Omphaloskepsis Blog
Peripheral Intrusions
Aug 5, 2014
Boundaries
August 14th - September 8th, 2014
Opening Thursday Aug 14th from 6-9pm during the West Seattle Art Walk at Twilight Gallery, 4306 SW Alaska Street Seattle
Boundaries are guidelines, rules or limits created to identify what are reasonable, safe, or permissible ways for people to behave around each other. Sometimes we create boundaries, sometimes boundaries are created for us. The show will explore how these boundaries are upheld, crossed, or broken.
Featuring work by Laura Castellanos, Mary Coss, Levi Hastings, Tim Manthey, Naoko Morisawa, Hanna Myers, Lynn Schirmer, Siolo Thompson, and Kate Vrijmoet. Curated by Jody Joldersma
Peripheral Intrusions
In one way or another, much of my oeuvre examines boundaries. Boundaries, edges meant to keep things in or out. Permeable boundaries. And the question remains, where is it ok to cross those boundaries?
Several months ago when I was asked to participate in this exhibit, I bought a tiny camera that clips on to my clothing and takes a photo every thirty seconds. The idea was voyeuristic. I planned to wear it into meetings and doctor appointments and people’s homes - to share what wasn’t “supposed” to be shared.
From my first photo infusion into the cloud I realized I was essentially spying on myself. Instead of a spy mission, this became a more of a confessional.
Boundaries imply access and access implies privilege, which in our culture has usually been male - but not always.
I live in the vessel of a female body and so the gaze, the peripheral vision that’s on display here is one that is feminine: of kitchen sinks; of chauffeuring children-hands behind the steering wheel; of doctors visits, dance classes, and girls’ empowerment seminars. Who is subject to the intrusive stare? Who does the intruding with their gaze?
To take a photo of something is to mark that occasion, person, or space and time as precious in some way. But these photos made the special – ordinary. The people in the images were made unimportant. They were stand-ins for all people doing what people do in normal daily activity. These private images became mundane. It took the personal and made it irrelevant.
How the images are displayed also reflect a boundary. A dotted boundary line you might find on a map to delineate territory, or the boundary line that reflects the edges of our fields of vision - and the boundlessness of our thoughts in the confines of our minds eye.
The images I was recording were not the things I was looking at.
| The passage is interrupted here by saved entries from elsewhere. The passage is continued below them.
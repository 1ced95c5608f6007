use std::path::PathBuf;

use serde_derive::Deserialize;

fn default_timeout_cache() -> u32 {
    5
}

fn default_timeout_msg() -> u32 {
    10
}

/// Runtime configuration for the pairing engine, per spec §6.
#[derive(Debug, Clone, Deserialize)]
pub struct Config {
    /// Output Observation Domain ID. No default: a missing value is a
    /// load error.
    pub odid: u32,

    /// Max age (seconds) of a cached uniflow before it is flushed as a
    /// passthrough.
    #[serde(default = "default_timeout_cache")]
    pub timeout_cache: u32,

    /// Max age (seconds) of an output message before it is force-flushed.
    /// Zero means "flush on every sweep".
    #[serde(default = "default_timeout_msg")]
    pub timeout_msg: u32,

    /// Drop reverse-side fields that lack a reverse element definition
    /// instead of duplicating them under their original id.
    #[serde(default)]
    pub ignore_missing_reverse: bool,

    /// Treat missing transport ports as zero and still attempt pairing,
    /// rather than demoting the record to passthrough.
    #[serde(default)]
    pub pair_missing_ports: bool,
}

impl Config {
    /// Loads configuration the way this crate's CLI historically has:
    /// merge an optional file with `APP_`-prefixed environment overrides.
    pub fn load(config_file: Option<PathBuf>) -> Result<Self, config::ConfigError> {
        let mut builder = config::Config::default();

        if let Some(path) = config_file {
            builder.merge(config::File::from(path))?;
        } else {
            builder.merge(config::File::with_name("./config/default").required(false))?;
        }

        builder.merge(config::Environment::with_prefix("APP"))?;
        builder.try_into()
    }
}
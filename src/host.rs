//! Minimal stand-ins for the host pipeline primitives spec §1 declares out
//! of scope: the template manager, the session-event channel, and IPFIX
//! envelope allocation. A production deployment plugs in the real
//! downstream library's equivalents; this module exists only so the
//! pairing engine is a complete, exercisable crate on its own.

use std::collections::HashMap;
use std::sync::Arc;

use crate::error::{Error, Result};
use crate::template::Template;

/// Owns every template this engine instance has registered, keyed by the
/// output id it was assigned. Stands in for the downstream template
/// manager the real plugin would hand templates off to. The real manager's
/// scoped, point-in-time snapshot view has no counterpart here: spec §5
/// makes the engine single-threaded, so there's no concurrent mutation for
/// a snapshot to guard against, and `get` reads the live table directly.
#[derive(Default)]
pub struct TemplateManager {
    templates: HashMap<u16, Arc<Template>>,
}

impl TemplateManager {
    pub fn new() -> Self {
        TemplateManager::default()
    }

    pub fn register(&mut self, template: Template) -> Result<Arc<Template>> {
        let id = template.id;
        let arc = Arc::new(template);
        self.templates.insert(id, arc.clone());
        Ok(arc)
    }

    pub fn get(&self, id: u16) -> Option<Arc<Template>> {
        self.templates.get(&id).cloned()
    }
}

/// Fired once when the engine's synthetic session is first needed, and
/// once more when the engine is destroyed.
#[derive(Debug, Clone, Copy, PartialEq, Eq)]
pub enum SessionEvent {
    Open,
    Close,
}

/// One set's position within a finished message's byte buffer.
#[derive(Debug, Clone, Copy)]
pub struct SetDescriptor {
    pub offset: usize,
    pub id: u16,
}

/// One record's position within a finished message's byte buffer.
#[derive(Debug, Clone, Copy)]
pub struct RecordDescriptor {
    pub offset: usize,
    pub size: u16,
    pub template_id: u16,
}

/// A finished IPFIX message, ready to hand off to the host pipeline.
#[derive(Debug, Clone)]
pub struct EnvelopedMessage {
    pub bytes: Vec<u8>,
    pub sets: Vec<SetDescriptor>,
    pub records: Vec<RecordDescriptor>,
}

/// The downstream channel a finished message (or session event) is handed
/// to. The engine is generic over this so tests can substitute a
/// recording sink for a live transport.
pub trait MessageSink {
    fn send_message(&mut self, message: EnvelopedMessage) -> Result<()>;
    fn send_session_event(&mut self, event: SessionEvent) -> Result<()>;
}

/// A sink that simply records what it was handed, for tests.
#[derive(Default)]
pub struct RecordingSink {
    pub messages: Vec<EnvelopedMessage>,
    pub events: Vec<SessionEvent>,
}

impl MessageSink for RecordingSink {
    fn send_message(&mut self, message: EnvelopedMessage) -> Result<()> {
        self.messages.push(message);
        Ok(())
    }

    fn send_session_event(&mut self, event: SessionEvent) -> Result<()> {
        self.events.push(event);
        Ok(())
    }
}

/// A sink that always refuses, to exercise the "host pipeline refuses a
/// msg_pass" fatal path (spec §7).
pub struct RefusingSink;

impl MessageSink for RefusingSink {
    fn send_message(&mut self, _message: EnvelopedMessage) -> Result<()> {
        Err(Error::HostRejected("pipeline refused message".into()))
    }

    fn send_session_event(&mut self, _event: SessionEvent) -> Result<()> {
        Err(Error::HostRejected("pipeline refused session event".into()))
    }
}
Instead they were the things in my peripheral vision. In the process, I discovered some things about how I use my time. Fully one third of the images are of my hand on the steering wheel of my car. This realization can lead to life changes.
But these images are an illusion because I have not provided complete and unfettered access. I chose when I wore the Narrative Clip and when I did not. For example: the time I sat with my friend whose father was sipping at his last breaths in the physical world (not wear). I also chose what images exclude. It would be a very different show to exhibit the thousands of images of what the Narrative Clip captured from the driver seat of my car.
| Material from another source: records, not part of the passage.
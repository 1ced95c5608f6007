//! IANA Information Element ids and Private Enterprise Numbers used by the
//! field admissibility rules in spec §4.6.

pub const IANA_PEN: u32 = 0;
/// The IANA convention for encoding the reverse direction of a standard
/// (IANA, PEN 0) element.
pub const IANA_PEN_REVERSED: u32 = 29305;

pub const OCTET_DELTA_COUNT: u16 = 1;
pub const PACKET_DELTA_COUNT: u16 = 2;
pub const PROTOCOL_IDENTIFIER: u16 = 4;
pub const SOURCE_TRANSPORT_PORT: u16 = 7;
pub const SOURCE_IPV4_ADDRESS: u16 = 8;
pub const DESTINATION_TRANSPORT_PORT: u16 = 11;
pub const DESTINATION_IPV4_ADDRESS: u16 = 12;
pub const SOURCE_IPV6_ADDRESS: u16 = 27;
pub const DESTINATION_IPV6_ADDRESS: u16 = 28;

pub const SYSTEM_INIT_TIME_MS: u16 = 40;
pub const EXPORTED_MESSAGE_TOTAL_COUNT: u16 = 41;
pub const EXPORTED_FLOW_RECORD_TOTAL_COUNT: u16 = 42;

pub const COMMON_PROPERTIES_ID: u16 = 137;
pub const OBSERVATION_POINT_ID: u16 = 138;

pub const TEMPLATE_ID: u16 = 145;
pub const OBSERVATION_DOMAIN_ID: u16 = 149;

pub const EXPORTER_IPV4_ADDRESS: u16 = 130;
pub const EXPORTER_IPV6_ADDRESS: u16 = 131;
pub const COLLECTOR_IPV4_ADDRESS: u16 = 211;
pub const COLLECTOR_IPV6_ADDRESS: u16 = 212;
pub const EXPORT_INTERFACE: u16 = 213;
pub const EXPORT_PROTOCOL_VERSION: u16 = 214;
pub const EXPORT_TRANSPORT_PROTOCOL: u16 = 215;
pub const COLLECTOR_TRANSPORT_PORT: u16 = 216;
pub const EXPORTER_TRANSPORT_PORT: u16 = 217;

pub const FLOW_KEY_INDICATOR: u16 = 173;
pub const PADDING_OCTETS: u16 = 210;
pub const BIFLOW_DIRECTION: u16 = 239;

pub const EXPORTED_OCTET_TOTAL_COUNT: u16 = 163;
pub const EXPORTED_MESSAGE_OCTET_TOTAL_COUNT: u16 = 164;
pub const EXPORTED_FLOW_TOTAL_COUNT: u16 = 165;
pub const NOT_SENT_FLOW_TOTAL_COUNT: u16 = 166;
pub const NOT_SENT_PACKET_TOTAL_COUNT: u16 = 167;
pub const NOT_SENT_OCTET_TOTAL_COUNT: u16 = 168;

pub const BASIC_LIST: u16 = 291;
pub const SUB_TEMPLATE_LIST: u16 = 292;
pub const SUB_TEMPLATE_MULTI_LIST: u16 = 293;

/// The 5-tuple fields carried in a `FlowKey`; dropped unconditionally from
/// both halves of a biflow merge, then re-emitted once per §4.6.
const KEY_FIELD_IDS: &[u16] = &[
    PROTOCOL_IDENTIFIER,
    SOURCE_TRANSPORT_PORT,
    SOURCE_IPV4_ADDRESS,
    SOURCE_IPV6_ADDRESS,
    DESTINATION_TRANSPORT_PORT,
    DESTINATION_IPV4_ADDRESS,
    DESTINATION_IPV6_ADDRESS,
];

/// Exporter/collector identifiers, process statistics, and per-message
/// bookkeeping fields that describe the exporting process rather than the
/// flow itself: meaningless (or actively misleading) once duplicated onto
/// the reverse side of a merged record.
const NON_REVERSIBLE_FIELD_IDS: &[u16] = &[
    SYSTEM_INIT_TIME_MS,
    EXPORTED_MESSAGE_TOTAL_COUNT,
    EXPORTED_FLOW_RECORD_TOTAL_COUNT,
    COMMON_PROPERTIES_ID,
    OBSERVATION_POINT_ID,
    TEMPLATE_ID,
    OBSERVATION_DOMAIN_ID,
    EXPORTER_IPV4_ADDRESS,
    EXPORTER_IPV6_ADDRESS,
    COLLECTOR_IPV4_ADDRESS,
    COLLECTOR_IPV6_ADDRESS,
    EXPORT_INTERFACE,
    EXPORT_PROTOCOL_VERSION,
    EXPORT_TRANSPORT_PROTOCOL,
    COLLECTOR_TRANSPORT_PORT,
    EXPORTER_TRANSPORT_PORT,
    FLOW_KEY_INDICATOR,
    PADDING_OCTETS,
    BIFLOW_DIRECTION,
    EXPORTED_OCTET_TOTAL_COUNT,
    EXPORTED_MESSAGE_OCTET_TOTAL_COUNT,
    EXPORTED_FLOW_TOTAL_COUNT,
    NOT_SENT_FLOW_TOTAL_COUNT,
    NOT_SENT_PACKET_TOTAL_COUNT,
    NOT_SENT_OCTET_TOTAL_COUNT,
];

pub fn is_key_field(enterprise: u32, id: u16) -> bool {
    enterprise == IANA_PEN && KEY_FIELD_IDS.contains(&id)
}

pub fn is_non_reversible_field(enterprise: u32, id: u16) -> bool {
    enterprise == IANA_PEN && NON_REVERSIBLE_FIELD_IDS.contains(&id)
}

/// Data types spec §4.6's last rule drops on sight, regardless of side.
#[derive(Debug, Clone, Copy, PartialEq, Eq)]
pub enum DataType {
    Unsigned,
    Signed,
    Ipv4Addr,
    Ipv6Addr,
    OctetArray,
    BasicList,
    SubTemplateList,
    SubTemplateMultiList,
    Unassigned,
}

pub fn is_ignored_type(data_type: DataType) -> bool {
    matches!(
        data_type,
        DataType::BasicList | DataType::SubTemplateList | DataType::SubTemplateMultiList | DataType::Unassigned
    )
}

#[cfg(test)]
mod tests {
    use super::*;

    #[test]
    fn key_fields_are_recognized_only_for_iana_pen() {
        assert!(is_key_field(IANA_PEN, PROTOCOL_IDENTIFIER));
        assert!(is_key_field(IANA_PEN, SOURCE_IPV6_ADDRESS));
        assert!(!is_key_field(42, PROTOCOL_IDENTIFIER));
        assert!(!is_key_field(IANA_PEN, OCTET_DELTA_COUNT));
    }

    #[test]
    fn non_reversible_fields_cover_exporter_identity_and_stats() {
        assert!(is_non_reversible_field(IANA_PEN, BIFLOW_DIRECTION));
        assert!(is_non_reversible_field(IANA_PEN, EXPORTER_IPV4_ADDRESS));
        assert!(!is_non_reversible_field(IANA_PEN, PACKET_DELTA_COUNT));
    }

    #[test]
    fn list_and_unassigned_types_are_ignored() {
        assert!(is_ignored_type(DataType::BasicList));
        assert!(is_ignored_type(DataType::SubTemplateList));
        assert!(is_ignored_type(DataType::SubTemplateMultiList));
        assert!(is_ignored_type(DataType::Unassigned));
        assert!(!is_ignored_type(DataType::Unsigned));
    }
}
I choose to share images that make me wonder about the rest of the story. And I include images on our periphery; things we know are there but seldom consciously observe. Instead we stare past them when we’re deep in thought.
The surprising beauty of many of the images entranced me. Blurred, distorted shots from under tables. Shots of ceilings, of molding, of edges - of the things that are there all the time and we see without seeing.
In an effort to take what has become mundane and revalidate them, I am offering these photos to you at $1 each. Or a strip of images for $8. Take them off these walls, put them on your own, and make them precious again.
In reviewing this work I am so grateful to have what’s been in my blurred periphery brought into conscious focus.